§ AIM OF THE EXERCISE
The lines from the start of the data through the line containing "use axum::Router;" are to be reproduced exactly, both ends included.

DATASET ENTRIES Block Start

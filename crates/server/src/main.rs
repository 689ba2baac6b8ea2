mod api;
mod bootstrap;
mod calls;
mod events;
mod health;
mod poll;
mod tasks;
mod usage;

use std::sync::Arc;
use std::time::Duration;

use anyhow::Result;
use axum::Router;
use frontdesk_core::config::{AppConfig, LoadOptions};
use frontdesk_db::repositories::{
    SqlCallRepository, SqlRoutingRuleRepository, SqlSubscriptionRepository, SqlTaskRepository,
};

fn init_logging(config: &AppConfig) {
    use frontdesk_core::config::LogFormat::*;
    use tracing::Level;

    let log_level = config.logging.level.parse::<Level>().unwrap_or(Level::INFO);

    match config.logging.format {
        Compact => {
            tracing_subscriber::fmt().with_target(false).with_max_level(log_level).compact().init();
        }
        Pretty => {
            tracing_subscriber::fmt().with_target(false).with_max_level(log_level).pretty().init();
        }
        Json => {
            tracing_subscriber::fmt().with_target(false).with_max_level(log_level).json().init();
        }
    }
}

#[tokio::main]
async fn main() -> Result<()> {
    run().await
}

pub async fn run() -> Result<()> {
    // Load config and initialize logging before any other operations
    let config = AppConfig::load(LoadOptions::default())?;
    init_logging(&config);

    let app = bootstrap::bootstrap_with_config(config).await?;

    health::spawn(
        &app.config.server.bind_address,
        app.config.server.health_check_port,
        app.db_pool.clone(),
    )
    .await?;

    let address = format!("{}:{}", app.config.server.bind_address, app.config.server.port);
    let listener = tokio::net::TcpListener::bind(&address).await?;

    tracing::info!(
        event_name = "system.server.started",
        bind_address = %address,
        event_store_mode = if app.events.is_durable() { "durable" } else { "memory" },
        "frontdesk-server started"
    );

    axum::serve(listener, api_router(&app)).with_graceful_shutdown(wait_for_shutdown()).await?;

    tracing::info!(event_name = "system.server.stopping", "frontdesk-server stopping");

    Ok(())
}

fn api_router(app: &bootstrap::Application) -> Router {
    let tasks_repo = Arc::new(SqlTaskRepository::new(app.db_pool.clone()));
    let calls_repo = Arc::new(SqlCallRepository::new(app.db_pool.clone()));
    let rules_repo = Arc::new(SqlRoutingRuleRepository::new(app.db_pool.clone()));
    let subscriptions_repo = Arc::new(SqlSubscriptionRepository::new(app.db_pool.clone()));
    let heartbeat = Duration::from_secs(app.config.events.heartbeat_secs);

    Router::new()
        .merge(events::router(app.engine.clone(), heartbeat))
        .merge(tasks::router(tasks_repo, app.events.clone()))
        .merge(calls::router(
            rules_repo,
            calls_repo.clone(),
            app.config.telephony.webhook_secret.clone(),
        ))
        .merge(usage::router(subscriptions_repo, calls_repo))
}

async fn wait_for_shutdown() {
    let _ = tokio::signal::ctrl_c().await;
}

DATASET ENTRIES Block End

§ RESPONSE AREA
filename crates/server/src/main.rs
repository 689ba2baac6b8ea2
mod api;
mod bootstrap;
mod calls;
mod events;
mod health;
mod poll;
mod tasks;
mod usage;

use std::sync::Arc;
use std::time::Duration;

use anyhow::Result;
use axum::Router;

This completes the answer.